*** Study material Section Begins ***

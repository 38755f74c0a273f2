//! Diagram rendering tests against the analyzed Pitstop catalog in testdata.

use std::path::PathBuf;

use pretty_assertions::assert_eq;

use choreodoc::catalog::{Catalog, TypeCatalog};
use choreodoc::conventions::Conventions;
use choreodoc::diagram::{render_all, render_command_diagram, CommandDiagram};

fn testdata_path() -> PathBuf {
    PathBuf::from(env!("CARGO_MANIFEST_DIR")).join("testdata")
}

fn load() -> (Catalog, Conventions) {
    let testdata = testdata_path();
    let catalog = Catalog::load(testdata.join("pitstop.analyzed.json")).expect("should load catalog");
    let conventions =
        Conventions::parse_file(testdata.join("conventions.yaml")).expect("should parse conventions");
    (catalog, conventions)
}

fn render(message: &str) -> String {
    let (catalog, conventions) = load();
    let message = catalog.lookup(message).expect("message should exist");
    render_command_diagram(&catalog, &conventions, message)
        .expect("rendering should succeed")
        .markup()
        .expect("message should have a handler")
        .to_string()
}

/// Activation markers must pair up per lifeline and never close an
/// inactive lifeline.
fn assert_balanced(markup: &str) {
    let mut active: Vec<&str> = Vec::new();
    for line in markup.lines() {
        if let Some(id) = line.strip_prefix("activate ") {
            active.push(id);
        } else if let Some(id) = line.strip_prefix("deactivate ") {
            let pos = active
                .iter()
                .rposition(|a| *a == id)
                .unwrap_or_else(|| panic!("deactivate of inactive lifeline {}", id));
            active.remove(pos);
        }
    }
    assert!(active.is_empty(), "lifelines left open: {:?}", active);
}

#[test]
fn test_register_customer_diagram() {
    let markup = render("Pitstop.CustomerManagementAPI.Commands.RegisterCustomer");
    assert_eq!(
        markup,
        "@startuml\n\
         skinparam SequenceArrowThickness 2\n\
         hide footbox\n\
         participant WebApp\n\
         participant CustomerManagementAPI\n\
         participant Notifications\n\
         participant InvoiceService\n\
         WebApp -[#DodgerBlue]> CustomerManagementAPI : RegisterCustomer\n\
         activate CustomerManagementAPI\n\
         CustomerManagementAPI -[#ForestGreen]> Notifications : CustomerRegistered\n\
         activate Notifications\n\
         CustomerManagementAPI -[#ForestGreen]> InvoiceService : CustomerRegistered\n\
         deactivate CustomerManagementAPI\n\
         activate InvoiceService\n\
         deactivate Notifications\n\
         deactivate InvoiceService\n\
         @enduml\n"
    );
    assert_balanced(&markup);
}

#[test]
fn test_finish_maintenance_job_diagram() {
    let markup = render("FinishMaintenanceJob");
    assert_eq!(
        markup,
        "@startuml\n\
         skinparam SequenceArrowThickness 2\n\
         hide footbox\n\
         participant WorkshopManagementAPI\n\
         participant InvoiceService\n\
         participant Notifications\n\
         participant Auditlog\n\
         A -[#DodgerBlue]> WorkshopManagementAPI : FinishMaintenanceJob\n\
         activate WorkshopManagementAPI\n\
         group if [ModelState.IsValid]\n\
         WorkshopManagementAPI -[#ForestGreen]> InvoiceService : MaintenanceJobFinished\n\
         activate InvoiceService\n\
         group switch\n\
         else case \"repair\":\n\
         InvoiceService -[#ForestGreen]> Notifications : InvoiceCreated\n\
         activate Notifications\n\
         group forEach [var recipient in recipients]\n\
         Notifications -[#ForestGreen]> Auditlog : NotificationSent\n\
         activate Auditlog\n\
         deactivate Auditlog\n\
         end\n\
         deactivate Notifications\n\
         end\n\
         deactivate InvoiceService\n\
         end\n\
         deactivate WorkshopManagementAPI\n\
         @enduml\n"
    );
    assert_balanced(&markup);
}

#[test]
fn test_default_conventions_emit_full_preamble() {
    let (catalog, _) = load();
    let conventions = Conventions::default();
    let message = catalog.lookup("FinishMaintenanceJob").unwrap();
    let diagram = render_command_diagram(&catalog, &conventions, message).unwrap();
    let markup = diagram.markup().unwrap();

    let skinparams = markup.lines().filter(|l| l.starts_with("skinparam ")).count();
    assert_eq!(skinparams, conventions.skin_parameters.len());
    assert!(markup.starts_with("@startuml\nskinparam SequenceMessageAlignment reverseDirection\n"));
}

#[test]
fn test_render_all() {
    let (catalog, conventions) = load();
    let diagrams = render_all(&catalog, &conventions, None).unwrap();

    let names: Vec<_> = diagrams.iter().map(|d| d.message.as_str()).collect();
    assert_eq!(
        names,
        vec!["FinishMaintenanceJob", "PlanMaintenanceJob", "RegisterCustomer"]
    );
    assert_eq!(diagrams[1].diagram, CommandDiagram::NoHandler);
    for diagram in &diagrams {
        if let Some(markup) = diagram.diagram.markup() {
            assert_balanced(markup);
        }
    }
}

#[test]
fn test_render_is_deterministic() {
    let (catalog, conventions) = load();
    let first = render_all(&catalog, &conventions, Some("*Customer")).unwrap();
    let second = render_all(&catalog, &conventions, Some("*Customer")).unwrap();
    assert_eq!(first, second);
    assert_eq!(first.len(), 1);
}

*** Study material Section Ends ***
*** Study material Section Begins ***

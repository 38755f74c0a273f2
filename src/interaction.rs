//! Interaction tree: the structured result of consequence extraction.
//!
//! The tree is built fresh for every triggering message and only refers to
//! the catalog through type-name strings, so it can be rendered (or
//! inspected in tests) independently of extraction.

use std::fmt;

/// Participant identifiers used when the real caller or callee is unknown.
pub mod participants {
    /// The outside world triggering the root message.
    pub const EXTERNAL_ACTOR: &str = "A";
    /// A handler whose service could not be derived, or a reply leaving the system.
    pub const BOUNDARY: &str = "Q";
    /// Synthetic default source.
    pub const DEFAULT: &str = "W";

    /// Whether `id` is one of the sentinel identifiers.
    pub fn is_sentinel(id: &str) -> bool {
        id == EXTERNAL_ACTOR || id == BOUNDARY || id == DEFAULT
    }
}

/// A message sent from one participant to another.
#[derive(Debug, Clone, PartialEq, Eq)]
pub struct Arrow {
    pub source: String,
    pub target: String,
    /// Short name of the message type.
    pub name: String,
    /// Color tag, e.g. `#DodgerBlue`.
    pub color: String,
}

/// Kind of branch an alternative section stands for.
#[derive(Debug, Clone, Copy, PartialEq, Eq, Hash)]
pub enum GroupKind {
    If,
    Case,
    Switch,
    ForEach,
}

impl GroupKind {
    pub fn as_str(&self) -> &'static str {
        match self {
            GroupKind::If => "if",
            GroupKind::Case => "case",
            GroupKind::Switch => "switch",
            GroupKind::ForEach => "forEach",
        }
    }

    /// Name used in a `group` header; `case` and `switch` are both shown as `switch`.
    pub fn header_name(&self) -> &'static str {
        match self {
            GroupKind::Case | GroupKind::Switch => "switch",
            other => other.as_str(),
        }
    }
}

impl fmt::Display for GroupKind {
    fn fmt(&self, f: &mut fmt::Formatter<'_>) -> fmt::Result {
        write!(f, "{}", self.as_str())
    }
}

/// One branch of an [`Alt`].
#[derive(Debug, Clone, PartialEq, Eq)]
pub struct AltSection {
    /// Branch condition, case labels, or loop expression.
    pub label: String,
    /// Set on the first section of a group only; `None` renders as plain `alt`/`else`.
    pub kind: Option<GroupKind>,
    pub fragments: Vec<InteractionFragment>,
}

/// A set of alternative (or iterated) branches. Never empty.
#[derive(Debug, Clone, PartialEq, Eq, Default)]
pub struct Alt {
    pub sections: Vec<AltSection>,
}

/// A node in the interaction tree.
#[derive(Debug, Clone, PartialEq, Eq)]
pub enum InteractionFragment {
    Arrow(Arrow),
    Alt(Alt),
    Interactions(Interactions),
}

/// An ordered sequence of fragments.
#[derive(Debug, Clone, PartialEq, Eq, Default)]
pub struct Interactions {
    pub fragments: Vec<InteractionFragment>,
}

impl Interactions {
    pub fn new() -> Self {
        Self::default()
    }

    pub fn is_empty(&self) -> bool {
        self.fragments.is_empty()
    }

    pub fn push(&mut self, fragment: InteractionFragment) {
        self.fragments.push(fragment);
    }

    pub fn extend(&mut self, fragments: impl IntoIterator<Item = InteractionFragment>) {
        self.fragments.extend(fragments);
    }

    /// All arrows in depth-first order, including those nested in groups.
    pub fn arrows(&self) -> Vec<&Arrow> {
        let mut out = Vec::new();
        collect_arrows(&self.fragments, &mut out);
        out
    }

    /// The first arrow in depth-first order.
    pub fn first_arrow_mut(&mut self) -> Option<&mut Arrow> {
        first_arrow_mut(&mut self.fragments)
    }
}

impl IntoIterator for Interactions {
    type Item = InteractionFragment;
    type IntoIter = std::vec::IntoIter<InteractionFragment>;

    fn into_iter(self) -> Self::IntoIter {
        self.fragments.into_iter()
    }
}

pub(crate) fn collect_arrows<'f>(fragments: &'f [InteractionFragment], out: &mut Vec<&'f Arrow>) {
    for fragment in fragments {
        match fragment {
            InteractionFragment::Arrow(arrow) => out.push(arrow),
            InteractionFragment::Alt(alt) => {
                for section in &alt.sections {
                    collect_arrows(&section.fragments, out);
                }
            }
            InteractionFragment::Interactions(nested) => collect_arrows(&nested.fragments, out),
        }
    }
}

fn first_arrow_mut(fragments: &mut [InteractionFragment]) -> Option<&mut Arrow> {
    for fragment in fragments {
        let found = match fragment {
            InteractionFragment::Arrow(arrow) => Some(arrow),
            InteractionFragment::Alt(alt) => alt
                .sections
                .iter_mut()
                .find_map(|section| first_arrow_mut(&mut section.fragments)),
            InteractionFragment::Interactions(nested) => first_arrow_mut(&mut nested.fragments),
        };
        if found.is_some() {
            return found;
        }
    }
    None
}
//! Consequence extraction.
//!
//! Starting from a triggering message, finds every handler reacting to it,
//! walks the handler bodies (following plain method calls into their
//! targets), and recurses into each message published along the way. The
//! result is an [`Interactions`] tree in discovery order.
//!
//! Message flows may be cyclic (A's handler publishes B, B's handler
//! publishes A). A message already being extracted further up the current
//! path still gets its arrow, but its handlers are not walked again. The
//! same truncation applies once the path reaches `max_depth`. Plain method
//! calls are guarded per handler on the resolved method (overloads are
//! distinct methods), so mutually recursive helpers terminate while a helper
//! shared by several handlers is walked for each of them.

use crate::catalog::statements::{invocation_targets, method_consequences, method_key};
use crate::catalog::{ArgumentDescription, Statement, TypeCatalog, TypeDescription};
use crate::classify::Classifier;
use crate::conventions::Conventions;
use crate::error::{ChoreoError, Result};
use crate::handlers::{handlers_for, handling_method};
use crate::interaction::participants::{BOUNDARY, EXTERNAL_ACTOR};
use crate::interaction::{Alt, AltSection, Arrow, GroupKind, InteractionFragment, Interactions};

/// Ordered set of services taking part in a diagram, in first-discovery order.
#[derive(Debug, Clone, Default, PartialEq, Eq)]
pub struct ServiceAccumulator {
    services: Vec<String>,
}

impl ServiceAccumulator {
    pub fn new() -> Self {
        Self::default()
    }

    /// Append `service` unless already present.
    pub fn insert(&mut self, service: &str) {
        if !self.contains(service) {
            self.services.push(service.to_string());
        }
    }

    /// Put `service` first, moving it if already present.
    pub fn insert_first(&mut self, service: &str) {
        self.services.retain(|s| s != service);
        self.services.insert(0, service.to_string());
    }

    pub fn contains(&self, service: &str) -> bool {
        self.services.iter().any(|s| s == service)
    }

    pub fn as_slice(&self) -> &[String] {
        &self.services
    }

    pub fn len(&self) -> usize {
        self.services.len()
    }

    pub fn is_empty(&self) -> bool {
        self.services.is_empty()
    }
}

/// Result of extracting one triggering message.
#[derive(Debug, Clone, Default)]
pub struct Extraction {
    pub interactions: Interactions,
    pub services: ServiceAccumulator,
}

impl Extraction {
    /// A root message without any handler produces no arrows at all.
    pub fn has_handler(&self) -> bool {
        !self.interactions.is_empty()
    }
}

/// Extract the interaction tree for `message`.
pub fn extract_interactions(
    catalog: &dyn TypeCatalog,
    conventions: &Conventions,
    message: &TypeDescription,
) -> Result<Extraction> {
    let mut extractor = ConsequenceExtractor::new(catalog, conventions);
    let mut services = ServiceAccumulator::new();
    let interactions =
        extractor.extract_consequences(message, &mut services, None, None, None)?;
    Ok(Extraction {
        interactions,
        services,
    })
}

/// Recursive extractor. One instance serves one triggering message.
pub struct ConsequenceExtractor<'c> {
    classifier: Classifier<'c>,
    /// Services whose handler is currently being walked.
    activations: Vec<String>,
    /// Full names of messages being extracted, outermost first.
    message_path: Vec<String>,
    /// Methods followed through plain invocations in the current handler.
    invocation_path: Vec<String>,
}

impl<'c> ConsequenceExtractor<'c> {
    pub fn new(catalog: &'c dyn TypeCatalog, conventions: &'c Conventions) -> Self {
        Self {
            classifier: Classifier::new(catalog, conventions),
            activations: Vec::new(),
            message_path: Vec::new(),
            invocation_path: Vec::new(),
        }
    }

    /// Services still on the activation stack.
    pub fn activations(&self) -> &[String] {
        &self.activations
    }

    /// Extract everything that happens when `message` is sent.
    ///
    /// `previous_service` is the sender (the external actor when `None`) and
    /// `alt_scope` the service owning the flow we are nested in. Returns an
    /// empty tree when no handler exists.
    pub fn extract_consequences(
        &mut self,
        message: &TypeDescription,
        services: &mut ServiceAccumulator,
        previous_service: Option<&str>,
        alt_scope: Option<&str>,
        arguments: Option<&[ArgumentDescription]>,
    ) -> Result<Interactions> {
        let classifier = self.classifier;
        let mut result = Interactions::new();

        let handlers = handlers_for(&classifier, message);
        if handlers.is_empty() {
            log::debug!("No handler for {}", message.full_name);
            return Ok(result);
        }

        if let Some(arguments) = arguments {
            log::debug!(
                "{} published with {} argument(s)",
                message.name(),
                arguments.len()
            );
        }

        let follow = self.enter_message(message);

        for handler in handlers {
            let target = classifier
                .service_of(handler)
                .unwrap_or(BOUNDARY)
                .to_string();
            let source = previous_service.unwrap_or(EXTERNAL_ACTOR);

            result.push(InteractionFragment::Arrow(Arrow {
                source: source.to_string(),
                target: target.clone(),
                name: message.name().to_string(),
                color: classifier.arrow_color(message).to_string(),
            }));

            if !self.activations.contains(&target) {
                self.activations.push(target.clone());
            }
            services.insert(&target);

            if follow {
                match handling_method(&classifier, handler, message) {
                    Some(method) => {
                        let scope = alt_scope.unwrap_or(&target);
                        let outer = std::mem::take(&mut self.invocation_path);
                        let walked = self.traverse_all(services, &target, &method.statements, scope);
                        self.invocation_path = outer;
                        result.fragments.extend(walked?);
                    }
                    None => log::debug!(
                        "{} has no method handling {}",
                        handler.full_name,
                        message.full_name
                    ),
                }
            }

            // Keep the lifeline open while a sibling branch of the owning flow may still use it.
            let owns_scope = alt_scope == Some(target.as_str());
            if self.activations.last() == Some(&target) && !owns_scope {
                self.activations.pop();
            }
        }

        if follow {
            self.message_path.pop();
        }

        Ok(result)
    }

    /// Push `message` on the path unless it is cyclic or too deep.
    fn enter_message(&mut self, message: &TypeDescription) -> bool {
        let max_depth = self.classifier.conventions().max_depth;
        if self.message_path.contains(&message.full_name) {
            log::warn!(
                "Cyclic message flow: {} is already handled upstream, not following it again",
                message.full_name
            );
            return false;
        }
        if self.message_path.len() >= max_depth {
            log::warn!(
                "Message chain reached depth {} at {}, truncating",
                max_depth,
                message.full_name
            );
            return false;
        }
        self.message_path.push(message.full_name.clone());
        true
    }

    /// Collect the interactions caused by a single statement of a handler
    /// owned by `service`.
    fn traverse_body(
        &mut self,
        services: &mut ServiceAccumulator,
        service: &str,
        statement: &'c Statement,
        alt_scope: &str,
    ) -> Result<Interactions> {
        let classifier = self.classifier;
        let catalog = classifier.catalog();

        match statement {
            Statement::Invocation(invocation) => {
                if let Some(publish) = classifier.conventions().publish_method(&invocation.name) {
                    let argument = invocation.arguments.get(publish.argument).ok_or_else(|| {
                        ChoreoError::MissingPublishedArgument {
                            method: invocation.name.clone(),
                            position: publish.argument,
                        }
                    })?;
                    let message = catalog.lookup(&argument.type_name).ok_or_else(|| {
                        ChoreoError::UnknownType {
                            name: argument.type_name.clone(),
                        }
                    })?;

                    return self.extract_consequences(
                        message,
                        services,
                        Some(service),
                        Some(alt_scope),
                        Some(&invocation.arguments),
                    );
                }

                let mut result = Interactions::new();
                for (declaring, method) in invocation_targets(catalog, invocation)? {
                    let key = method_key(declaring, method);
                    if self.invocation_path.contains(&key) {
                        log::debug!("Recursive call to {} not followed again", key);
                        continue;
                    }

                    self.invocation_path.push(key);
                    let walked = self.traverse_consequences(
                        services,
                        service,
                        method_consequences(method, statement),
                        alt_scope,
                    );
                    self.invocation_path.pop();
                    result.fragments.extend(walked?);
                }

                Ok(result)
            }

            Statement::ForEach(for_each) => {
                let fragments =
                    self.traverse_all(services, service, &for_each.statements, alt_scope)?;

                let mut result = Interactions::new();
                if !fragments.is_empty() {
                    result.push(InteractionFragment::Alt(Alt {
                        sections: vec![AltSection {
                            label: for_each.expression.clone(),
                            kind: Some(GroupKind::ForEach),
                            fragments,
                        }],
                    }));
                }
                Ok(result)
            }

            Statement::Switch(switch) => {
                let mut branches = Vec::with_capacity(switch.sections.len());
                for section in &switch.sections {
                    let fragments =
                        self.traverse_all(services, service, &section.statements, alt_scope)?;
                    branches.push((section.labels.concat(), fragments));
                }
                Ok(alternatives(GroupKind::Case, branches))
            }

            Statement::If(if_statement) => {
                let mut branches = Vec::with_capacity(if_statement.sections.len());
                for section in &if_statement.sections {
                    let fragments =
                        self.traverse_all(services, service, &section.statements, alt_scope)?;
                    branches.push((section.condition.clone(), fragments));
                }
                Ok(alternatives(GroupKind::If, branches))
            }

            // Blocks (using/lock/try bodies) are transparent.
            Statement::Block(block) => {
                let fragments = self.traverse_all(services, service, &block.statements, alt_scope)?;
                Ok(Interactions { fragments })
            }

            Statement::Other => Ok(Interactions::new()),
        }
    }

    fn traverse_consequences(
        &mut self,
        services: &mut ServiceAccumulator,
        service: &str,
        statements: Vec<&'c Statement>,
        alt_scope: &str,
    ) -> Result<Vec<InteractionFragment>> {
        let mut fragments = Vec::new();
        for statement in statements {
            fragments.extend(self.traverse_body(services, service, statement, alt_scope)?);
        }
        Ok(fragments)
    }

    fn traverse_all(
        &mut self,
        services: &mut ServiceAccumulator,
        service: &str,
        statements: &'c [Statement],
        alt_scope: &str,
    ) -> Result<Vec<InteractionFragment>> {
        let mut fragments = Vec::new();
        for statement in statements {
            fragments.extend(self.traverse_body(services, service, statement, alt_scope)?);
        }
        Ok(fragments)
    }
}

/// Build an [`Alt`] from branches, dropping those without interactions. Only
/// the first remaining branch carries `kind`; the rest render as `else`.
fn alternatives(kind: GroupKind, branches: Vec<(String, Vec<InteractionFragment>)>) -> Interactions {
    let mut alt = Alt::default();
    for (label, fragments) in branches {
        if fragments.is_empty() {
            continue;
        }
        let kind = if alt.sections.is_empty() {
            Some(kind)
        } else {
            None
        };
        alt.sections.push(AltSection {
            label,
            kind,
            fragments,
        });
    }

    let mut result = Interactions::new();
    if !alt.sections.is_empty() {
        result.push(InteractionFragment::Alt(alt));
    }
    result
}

*** Study material Section Ends ***

__What the task requires__.
Each line in the records above that contains the word "participants" must be copied.

__Exercise output__.
pub mod participants {
use crate::interaction::participants::{BOUNDARY, EXTERNAL_ACTOR};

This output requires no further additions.